Items from a data source
○ ○ ○ ○

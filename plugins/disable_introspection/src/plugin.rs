use std::sync::Arc;

use crate::config::DisableIntrospectionPluginConfig;
use switchyard_common::{
  execute::OperationContext,
  graphql::{is_introspection_operation, GraphQLError, GraphQLResponse},
  interceptor::{OperationInterceptor, OperationNext},
  plugin::{CreatablePlugin, Plugin, PluginError},
};
use tracing::debug;

#[derive(Debug, Default)]
pub struct DisableIntrospectionPlugin {}

#[async_trait::async_trait]
impl CreatablePlugin for DisableIntrospectionPlugin {
  type Config = DisableIntrospectionPluginConfig;

  async fn create(_config: Self::Config) -> Result<Arc<Self>, PluginError> {
    Ok(Arc::new(Self {}))
  }
}

impl Plugin for DisableIntrospectionPlugin {
  fn name(&self) -> &'static str {
    "disable_introspection"
  }

  fn operation_interceptor(self: Arc<Self>) -> Option<Arc<dyn OperationInterceptor>> {
    Some(self)
  }
}

#[async_trait::async_trait]
impl OperationInterceptor for DisableIntrospectionPlugin {
  async fn intercept_operation<'a>(
    &self,
    ctx: &'a OperationContext,
    next: OperationNext<'a>,
  ) -> GraphQLResponse {
    if is_introspection_operation(ctx.operation()) {
      debug!(
        operation_name = ctx.operation_name(),
        "rejecting introspection operation"
      );

      return GraphQLError::new("introspection is disabled")
        .with_code("INTROSPECTION_DISABLED")
        .into();
    }

    next.run().await
  }
}
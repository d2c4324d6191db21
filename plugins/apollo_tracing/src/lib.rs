mod config;
mod plugin;

pub use config::ApolloTracingPluginConfig as Config;
pub use plugin::ApolloTracingPlugin as Plugin;
pub use plugin::{ResolverTiming, TracingRecorder, APOLLO_TRACING_NAME};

○ ○ ○ ○

=== Description of the task ===
Which lines of the records above contain the word "plugins"? Report each one in full.

=== Final answer ===
filename plugins/disable_introspection/src/plugin.rs
filename plugins/apollo_tracing/src/lib.rs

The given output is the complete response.